» The problem:
Word for word, restate every entry that follows.

────

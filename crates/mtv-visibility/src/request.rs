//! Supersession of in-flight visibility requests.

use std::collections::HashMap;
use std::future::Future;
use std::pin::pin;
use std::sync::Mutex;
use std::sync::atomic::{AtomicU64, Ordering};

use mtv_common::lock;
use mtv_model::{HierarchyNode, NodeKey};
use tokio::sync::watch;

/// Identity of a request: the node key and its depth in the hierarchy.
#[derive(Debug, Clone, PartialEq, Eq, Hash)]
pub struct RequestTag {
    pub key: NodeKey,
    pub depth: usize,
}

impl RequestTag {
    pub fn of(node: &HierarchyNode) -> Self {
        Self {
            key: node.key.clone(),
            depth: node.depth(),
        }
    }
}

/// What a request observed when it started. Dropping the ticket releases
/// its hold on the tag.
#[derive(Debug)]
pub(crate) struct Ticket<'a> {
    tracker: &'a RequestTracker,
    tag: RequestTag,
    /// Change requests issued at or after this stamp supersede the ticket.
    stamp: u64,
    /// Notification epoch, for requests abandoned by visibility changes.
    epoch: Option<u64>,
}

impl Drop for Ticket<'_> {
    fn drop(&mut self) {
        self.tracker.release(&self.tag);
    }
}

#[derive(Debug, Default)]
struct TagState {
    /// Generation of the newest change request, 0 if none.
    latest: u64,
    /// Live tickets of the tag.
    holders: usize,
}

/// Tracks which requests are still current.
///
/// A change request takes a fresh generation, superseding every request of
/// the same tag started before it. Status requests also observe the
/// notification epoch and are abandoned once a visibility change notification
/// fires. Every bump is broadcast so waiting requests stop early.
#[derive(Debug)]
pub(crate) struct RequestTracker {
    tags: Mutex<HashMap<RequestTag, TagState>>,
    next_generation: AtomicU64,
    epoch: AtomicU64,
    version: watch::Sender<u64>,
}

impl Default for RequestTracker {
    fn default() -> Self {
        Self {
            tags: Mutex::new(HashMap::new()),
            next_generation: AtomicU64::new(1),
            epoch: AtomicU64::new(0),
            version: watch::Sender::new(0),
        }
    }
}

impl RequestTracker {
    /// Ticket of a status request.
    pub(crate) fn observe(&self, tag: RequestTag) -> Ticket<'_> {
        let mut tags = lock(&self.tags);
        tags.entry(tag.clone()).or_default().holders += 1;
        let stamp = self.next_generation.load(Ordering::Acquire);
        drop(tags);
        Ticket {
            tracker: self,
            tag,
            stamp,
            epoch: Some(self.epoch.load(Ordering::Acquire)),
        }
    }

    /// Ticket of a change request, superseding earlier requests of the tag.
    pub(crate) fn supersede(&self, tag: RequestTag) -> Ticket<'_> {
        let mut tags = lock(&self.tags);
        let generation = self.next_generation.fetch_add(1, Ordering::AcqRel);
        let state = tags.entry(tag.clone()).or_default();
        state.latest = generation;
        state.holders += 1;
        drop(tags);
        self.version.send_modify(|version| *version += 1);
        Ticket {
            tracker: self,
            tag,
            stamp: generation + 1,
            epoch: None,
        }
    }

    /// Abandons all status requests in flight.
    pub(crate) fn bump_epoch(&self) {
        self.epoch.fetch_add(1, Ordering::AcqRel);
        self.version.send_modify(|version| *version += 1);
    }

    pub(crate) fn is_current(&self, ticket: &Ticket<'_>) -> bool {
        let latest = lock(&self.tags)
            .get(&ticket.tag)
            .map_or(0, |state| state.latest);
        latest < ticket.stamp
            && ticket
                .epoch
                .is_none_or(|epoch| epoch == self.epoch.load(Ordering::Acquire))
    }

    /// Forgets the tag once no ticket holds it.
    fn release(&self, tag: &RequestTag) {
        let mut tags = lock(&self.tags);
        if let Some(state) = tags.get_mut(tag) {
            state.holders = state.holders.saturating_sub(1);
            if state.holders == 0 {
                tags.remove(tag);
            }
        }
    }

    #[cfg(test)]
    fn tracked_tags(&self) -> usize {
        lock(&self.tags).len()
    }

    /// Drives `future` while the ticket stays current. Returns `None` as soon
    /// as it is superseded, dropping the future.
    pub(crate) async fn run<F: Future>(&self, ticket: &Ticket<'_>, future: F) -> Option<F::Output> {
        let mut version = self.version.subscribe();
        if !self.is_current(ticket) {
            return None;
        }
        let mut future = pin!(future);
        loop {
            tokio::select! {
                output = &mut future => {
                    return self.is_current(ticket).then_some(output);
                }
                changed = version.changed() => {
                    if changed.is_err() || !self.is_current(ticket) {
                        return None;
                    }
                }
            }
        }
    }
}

────

» Result of the exercise:
filename crates/mtv-visibility/src/request.rs
//! Supersession of in-flight visibility requests.

use std::collections::HashMap;
use std::future::Future;
use std::pin::pin;
use std::sync::Mutex;
use std::sync::atomic::{AtomicU64, Ordering};

use mtv_common::lock;
use mtv_model::{HierarchyNode, NodeKey};
use tokio::sync::watch;

/// Identity of a request: the node key and its depth in the hierarchy.
#[derive(Debug, Clone, PartialEq, Eq, Hash)]
pub struct RequestTag {
    pub key: NodeKey,
    pub depth: usize,
}

impl RequestTag {
    pub fn of(node: &HierarchyNode) -> Self {
        Self {
            key: node.key.clone(),
            depth: node.depth(),
        }
    }
}

/// What a request observed when it started. Dropping the ticket releases
/// its hold on the tag.
#[derive(Debug)]
pub(crate) struct Ticket<'a> {
    tracker: &'a RequestTracker,
    tag: RequestTag,
    /// Change requests issued at or after this stamp supersede the ticket.
    stamp: u64,
    /// Notification epoch, for requests abandoned by visibility changes.
    epoch: Option<u64>,
}

impl Drop for Ticket<'_> {
    fn drop(&mut self) {
        self.tracker.release(&self.tag);
    }
}

#[derive(Debug, Default)]
struct TagState {
    /// Generation of the newest change request, 0 if none.
    latest: u64,
    /// Live tickets of the tag.
    holders: usize,
}

/// Tracks which requests are still current.
///
/// A change request takes a fresh generation, superseding every request of
/// the same tag started before it. Status requests also observe the
/// notification epoch and are abandoned once a visibility change notification
/// fires. Every bump is broadcast so waiting requests stop early.
#[derive(Debug)]
pub(crate) struct RequestTracker {
    tags: Mutex<HashMap<RequestTag, TagState>>,
    next_generation: AtomicU64,
    epoch: AtomicU64,
    version: watch::Sender<u64>,
}

impl Default for RequestTracker {
    fn default() -> Self {
        Self {
            tags: Mutex::new(HashMap::new()),
            next_generation: AtomicU64::new(1),
            epoch: AtomicU64::new(0),
            version: watch::Sender::new(0),
        }
    }
}

impl RequestTracker {
    /// Ticket of a status request.
    pub(crate) fn observe(&self, tag: RequestTag) -> Ticket<'_> {
        let mut tags = lock(&self.tags);
        tags.entry(tag.clone()).or_default().holders += 1;
        let stamp = self.next_generation.load(Ordering::Acquire);
        drop(tags);
        Ticket {
            tracker: self,
            tag,
            stamp,
            epoch: Some(self.epoch.load(Ordering::Acquire)),
        }
    }

    /// Ticket of a change request, superseding earlier requests of the tag.
    pub(crate) fn supersede(&self, tag: RequestTag) -> Ticket<'_> {
        let mut tags = lock(&self.tags);
        let generation = self.next_generation.fetch_add(1, Ordering::AcqRel);
        let state = tags.entry(tag.clone()).or_default();
        state.latest = generation;
        state.holders += 1;
        drop(tags);
        self.version.send_modify(|version| *version += 1);
        Ticket {
            tracker: self,
            tag,
            stamp: generation + 1,
            epoch: None,
        }
    }

    /// Abandons all status requests in flight.
    pub(crate) fn bump_epoch(&self) {
        self.epoch.fetch_add(1, Ordering::AcqRel);
        self.version.send_modify(|version| *version += 1);
    }

    pub(crate) fn is_current(&self, ticket: &Ticket<'_>) -> bool {
        let latest = lock(&self.tags)
            .get(&ticket.tag)
            .map_or(0, |state| state.latest);
        latest < ticket.stamp
            && ticket
                .epoch
                .is_none_or(|epoch| epoch == self.epoch.load(Ordering::Acquire))
    }

    /// Forgets the tag once no ticket holds it.
    fn release(&self, tag: &RequestTag) {
        let mut tags = lock(&self.tags);
        if let Some(state) = tags.get_mut(tag) {
            state.holders = state.holders.saturating_sub(1);
            if state.holders == 0 {
                tags.remove(tag);
            }
        }
    }

    #[cfg(test)]
    fn tracked_tags(&self) -> usize {
        lock(&self.tags).len()
    }

    /// Drives `future` while the ticket stays current. Returns `None` as soon
    /// as it is superseded, dropping the future.
    pub(crate) async fn run<F: Future>(&self, ticket: &Ticket<'_>, future: F) -> Option<F::Output> {
        let mut version = self.version.subscribe();
        if !self.is_current(ticket) {
            return None;
        }
        let mut future = pin!(future);
        loop {
            tokio::select! {
                output = &mut future => {
                    return self.is_current(ticket).then_some(output);
                }
                changed = version.changed() => {
                    if changed.is_err() || !self.is_current(ticket) {
                        return None;
                    }
                }
            }
        }
    }
}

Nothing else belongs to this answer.